The type II inner nuclear membrane protein emerin is a component of the LINC complex that connects the nuclear lamina to the actin cytoskeleton. In emerin-null or -deficient human dermal fibroblasts we find that the centrosome is detached from the nucleus. Moreover, following siRNA knockdown of emerin in wild-type fibroblasts, the centrosome also becomes detached from the nucleus. We show that emerin interacts with tubulin, and that nocadozole-treated wild-type cells phenocopy the detached centrosome characteristic of emerin-null/deficient cells. We also find that a significant fraction of emerin is located at the outer nuclear membrane and peripheral ER, where it interacts directly with the centrosome.

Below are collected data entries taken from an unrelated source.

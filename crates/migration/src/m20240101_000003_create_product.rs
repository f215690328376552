//! Create `product` table with FK to `store`.
//!
//! The FK uses RESTRICT on delete so a store that still owns products
//! cannot be removed, even when two requests race.
use sea_orm_migration::{prelude::*, schema::*};

#[derive(DeriveMigrationName)]
pub struct Migration;

#[async_trait::async_trait]
impl MigrationTrait for Migration {
    async fn up(&self, manager: &SchemaManager) -> Result<(), DbErr> {
        manager
            .create_table(
                Table::create()
                    .table(Product::Table)
                    .if_not_exists()
                    .col(pk_auto(Product::Id))
                    .col(string_len(Product::Name, 128).not_null())
                    .col(text_null(Product::Description))
                    .col(decimal_len(Product::Price, 10, 2).not_null())
                    .col(integer(Product::Stock).not_null().default(0))
                    .col(integer(Product::StoreId).not_null())
                    .col(timestamp_with_time_zone(Product::CreatedAt).not_null())
                    .check(Expr::col(Product::Price).gte(0))
                    .check(Expr::col(Product::Stock).gte(0))
                    .foreign_key(
                        ForeignKey::create()
                            .name("fk_product_store")
                            .from(Product::Table, Product::StoreId)
                            .to(Store::Table, Store::Id)
                            .on_delete(ForeignKeyAction::Restrict)
                            .on_update(ForeignKeyAction::Cascade),
                    )
                    .to_owned(),
            )
            .await
    }

    async fn down(&self, manager: &SchemaManager) -> Result<(), DbErr> {
        manager.drop_table(Table::drop().table(Product::Table).to_owned()).await
    }
}

#[derive(DeriveIden)]
enum Product { Table, Id, Name, Description, Price, Stock, StoreId, CreatedAt }

#[derive(DeriveIden)]
enum Store { Table, Id }
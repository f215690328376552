use sea_orm::DbErr;
use thiserror::Error;

#[derive(Debug, Error)]
pub enum ModelError {
    #[error("validation error: {0}")]
    Validation(String),
    #[error("database error: {0}")]
    Db(#[from] DbErr),
}

/// Reject missing or whitespace-only text fields.
pub(crate) fn require_text(field: &str, value: &str) -> Result<(), ModelError> {
    if value.trim().is_empty() {
        return Err(ModelError::Validation(format!("{field} is required")));
    }
    Ok(())
}
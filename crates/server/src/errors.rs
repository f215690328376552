use axum::extract::rejection::JsonRejection;
use axum::http::StatusCode;
use axum::response::{IntoResponse, Response};
use axum::Json;
use service::errors::ServiceError;
use thiserror::Error;
use tracing::{error, warn};

/// Error response rendered as `{"error": "<message>"}`.
#[derive(Debug)]
pub struct JsonApiError {
    pub status: StatusCode,
    pub message: String,
}

impl JsonApiError {
    pub fn new(status: StatusCode, message: impl Into<String>) -> Self {
        Self { status, message: message.into() }
    }
}

impl IntoResponse for JsonApiError {
    fn into_response(self) -> Response {
        (self.status, Json(serde_json::json!({ "error": self.message }))).into_response()
    }
}

impl From<ServiceError> for JsonApiError {
    fn from(e: ServiceError) -> Self {
        let status = match &e {
            ServiceError::Validation(_) => StatusCode::BAD_REQUEST,
            ServiceError::NotFound(_) => StatusCode::NOT_FOUND,
            ServiceError::Conflict(_) => StatusCode::CONFLICT,
            ServiceError::Db(cause) => {
                error!(error = %cause, "request failed on persistence layer");
                StatusCode::INTERNAL_SERVER_ERROR
            }
        };
        Self::new(status, e.public_message())
    }
}

impl From<JsonRejection> for JsonApiError {
    fn from(rejection: JsonRejection) -> Self {
        warn!(error = %rejection.body_text(), "rejected request body");
        Self::new(StatusCode::BAD_REQUEST, "invalid JSON body")
    }
}

#[derive(Debug, Error)]
pub enum StartupError {
    #[error("invalid configuration: {0}")]
    InvalidConfig(String),
    #[error("migration failed: {0}")]
    Migration(String),
}
use axum::{
    extract::{Path, State},
    http::StatusCode,
    Json,
};
use common::types::Message;
use service::catalog::domain::{CreateProductInput, ProductView, UpdateProductInput};

use crate::errors::JsonApiError;
use crate::extract::JsonBody;
use crate::state::ServerState;

#[utoipa::path(
    post, path = "/products", tag = "products",
    request_body = crate::openapi::CreateProductRequest,
    responses(
        (status = 201, description = "Product created", body = crate::openapi::ProductDoc),
        (status = 400, description = "Missing or invalid field", body = crate::openapi::ErrorDoc),
        (status = 404, description = "Store not found", body = crate::openapi::ErrorDoc)
    )
)]
pub async fn create(
    State(state): State<ServerState>,
    JsonBody(input): JsonBody<CreateProductInput>,
) -> Result<(StatusCode, Json<ProductView>), JsonApiError> {
    let view = state.products.create(input).await?;
    Ok((StatusCode::CREATED, Json(view)))
}

#[utoipa::path(get, path = "/products", tag = "products", responses((status = 200, description = "All products, newest first", body = [crate::openapi::ProductDoc])))]
pub async fn list(State(state): State<ServerState>) -> Result<Json<Vec<ProductView>>, JsonApiError> {
    Ok(Json(state.products.list().await?))
}

#[utoipa::path(
    put, path = "/products/{id}", tag = "products",
    params(("id" = i32, Path, description = "Product id")),
    request_body = crate::openapi::UpdateProductRequest,
    responses(
        (status = 200, description = "Updated product", body = crate::openapi::ProductDoc),
        (status = 400, description = "Invalid field or nothing to update", body = crate::openapi::ErrorDoc),
        (status = 404, description = "Product not found", body = crate::openapi::ErrorDoc)
    )
)]
pub async fn update(
    State(state): State<ServerState>,
    Path(id): Path<String>,
    JsonBody(input): JsonBody<UpdateProductInput>,
) -> Result<Json<ProductView>, JsonApiError> {
    Ok(Json(state.products.update(&id, input).await?))
}

#[utoipa::path(
    delete, path = "/products/{id}", tag = "products",
    params(("id" = i32, Path, description = "Product id")),
    responses(
        (status = 200, description = "Product deleted", body = crate::openapi::MessageDoc),
        (status = 404, description = "Product not found", body = crate::openapi::ErrorDoc)
    )
)]
pub async fn delete(State(state): State<ServerState>, Path(id): Path<String>) -> Result<Json<Message>, JsonApiError> {
    state.products.delete(&id).await?;
    Ok(Json(Message::new("product deleted")))
}
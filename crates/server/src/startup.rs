use std::net::SocketAddr;

use axum::Router;
use configs::AppConfig;
use migration::MigratorTrait;
use tracing::{info, warn};

use crate::errors::StartupError;
use crate::routes;
use crate::state::ServerState;

fn bind_addr(cfg: &AppConfig) -> Result<SocketAddr, StartupError> {
    format!("{}:{}", cfg.server.host, cfg.server.port)
        .parse()
        .map_err(|e| StartupError::InvalidConfig(format!("bind address: {e}")))
}

async fn shutdown_signal() {
    if let Err(e) = tokio::signal::ctrl_c().await {
        warn!(error = %e, "failed to listen for Ctrl+C");
        std::future::pending::<()>().await;
    }
    info!(service = common::SERVICE_NAME, event = "shutdown_signal", "shutdown signal received, draining connections");
}

/// Load configuration, connect the database, optionally migrate, then serve
/// until Ctrl+C.
pub async fn run() -> anyhow::Result<()> {
    let cfg = AppConfig::load_or_env()?;
    let addr = bind_addr(&cfg)?;

    let db = models::db::connect_with_config(&cfg.database).await?;
    if cfg.database.auto_migrate {
        migration::Migrator::up(&db, None)
            .await
            .map_err(|e| StartupError::Migration(e.to_string()))?;
        info!("migrations applied");
    }

    let app: Router = routes::build_router(ServerState::from_db(db));

    info!(%addr, "catalog api listening");
    let listener = tokio::net::TcpListener::bind(addr).await?;
    axum::serve(listener, app)
        .with_graceful_shutdown(shutdown_signal())
        .await?;
    info!("server stopped");
    Ok(())
}
pub mod seaorm;

pub use seaorm::SeaOrmCatalogRepository;
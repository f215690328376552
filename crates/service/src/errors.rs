use thiserror::Error;

use crate::catalog::repository::RepoError;

/// Failure taxonomy of the catalog; each variant maps to exactly one HTTP status.
#[derive(Debug, Error)]
pub enum ServiceError {
    #[error("validation error: {0}")]
    Validation(String),
    #[error("not found: {0}")]
    NotFound(String),
    #[error("conflict: {0}")]
    Conflict(String),
    #[error("database error: {0}")]
    Db(String),
}

impl ServiceError {
    pub fn not_found(entity: &str) -> Self { Self::NotFound(format!("{} not found", entity)) }

    /// Message safe to hand to a client. Internal causes are replaced.
    pub fn public_message(&self) -> String {
        match self {
            ServiceError::Validation(m) | ServiceError::NotFound(m) | ServiceError::Conflict(m) => m.clone(),
            ServiceError::Db(_) => "internal server error".into(),
        }
    }
}

impl From<models::errors::ModelError> for ServiceError {
    fn from(e: models::errors::ModelError) -> Self {
        match e {
            models::errors::ModelError::Validation(m) => ServiceError::Validation(m),
            models::errors::ModelError::Db(e) => ServiceError::Db(e.to_string()),
        }
    }
}

/// Fallback mapping; call sites that know which constraint fired map it themselves.
impl From<RepoError> for ServiceError {
    fn from(e: RepoError) -> Self {
        match e {
            RepoError::UniqueViolation(_) | RepoError::ForeignKeyViolation(_) => {
                ServiceError::Conflict("conflicting record".into())
            }
            RepoError::NotFound => ServiceError::NotFound("record not found".into()),
            RepoError::Invalid(m) => ServiceError::Validation(m),
            RepoError::Db(m) => ServiceError::Db(m),
        }
    }
}

#[cfg(test)]
mod tests {
    use super::*;

    #[test]
    fn db_errors_are_not_exposed() {
        let e = ServiceError::Db("relation \"store\" does not exist".into());
        assert_eq!(e.public_message(), "internal server error");
    }

    #[test]
    fn not_found_helper_message() {
        assert_eq!(ServiceError::not_found("store").public_message(), "store not found");
    }

    #[test]
    fn repo_errors_fallback_mapping() {
        assert!(matches!(ServiceError::from(RepoError::UniqueViolation("x".into())), ServiceError::Conflict(_)));
        assert!(matches!(ServiceError::from(RepoError::NotFound), ServiceError::NotFound(_)));
        assert!(matches!(ServiceError::from(RepoError::Db("x".into())), ServiceError::Db(_)));
    }
}
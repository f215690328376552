//! Create `store` table with FK to `user`.
//!
//! `user_id` is unique: a user owns at most one store.
use sea_orm_migration::{prelude::*, schema::*};

#[derive(DeriveMigrationName)]
pub struct Migration;

#[async_trait::async_trait]
impl MigrationTrait for Migration {
    async fn up(&self, manager: &SchemaManager) -> Result<(), DbErr> {
        manager
            .create_table(
                Table::create()
                    .table(Store::Table)
                    .if_not_exists()
                    .col(pk_auto(Store::Id))
                    .col(string_len(Store::Name, 128).not_null())
                    .col(text_null(Store::Description))
                    .col(integer(Store::UserId).unique_key().not_null())
                    .col(timestamp_with_time_zone(Store::CreatedAt).not_null())
                    .foreign_key(
                        ForeignKey::create()
                            .name("fk_store_user")
                            .from(Store::Table, Store::UserId)
                            .to(User::Table, User::Id)
                            .on_delete(ForeignKeyAction::Cascade)
                            .on_update(ForeignKeyAction::Cascade),
                    )
                    .to_owned(),
            )
            .await
    }

    async fn down(&self, manager: &SchemaManager) -> Result<(), DbErr> {
        manager.drop_table(Table::drop().table(Store::Table).to_owned()).await
    }
}

#[derive(DeriveIden)]
enum Store { Table, Id, Name, Description, UserId, CreatedAt }

#[derive(DeriveIden)]
enum User { Table, Id }
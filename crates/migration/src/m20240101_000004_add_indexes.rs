use sea_orm_migration::prelude::*;

#[derive(DeriveMigrationName)]
pub struct Migration;

#[async_trait::async_trait]
impl MigrationTrait for Migration {
    async fn up(&self, manager: &SchemaManager) -> Result<(), DbErr> {
        // Product: lookups and counts by owning store
        manager
            .create_index(
                Index::create()
                    .name("idx_product_store")
                    .table(Product::Table)
                    .col(Product::StoreId)
                    .to_owned(),
            )
            .await?;

        // Product: newest-first listings
        manager
            .create_index(
                Index::create()
                    .name("idx_product_created_at")
                    .table(Product::Table)
                    .col(Product::CreatedAt)
                    .to_owned(),
            )
            .await
    }

    async fn down(&self, manager: &SchemaManager) -> Result<(), DbErr> {
        manager
            .drop_index(Index::drop().name("idx_product_store").table(Product::Table).to_owned())
            .await?;
        manager
            .drop_index(Index::drop().name("idx_product_created_at").table(Product::Table).to_owned())
            .await
    }
}

#[derive(DeriveIden)]
enum Product { Table, StoreId, CreatedAt }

Our data provide the first evidence in mammalian cells as to the nature of the linkage of the centrosome, and therefore the tubulin cytoskeleton, with the outer nuclear membrane.

Abbreviations used in this paper: EDMD, Emery Dreifuss muscular dystrophy; HDF, human dermal fibroblast; INM, inner nuclear membrane; LBR, lamin B receptor; MT, microtubule; NE, nuclear envelope; ONM, outer nuclear membrane.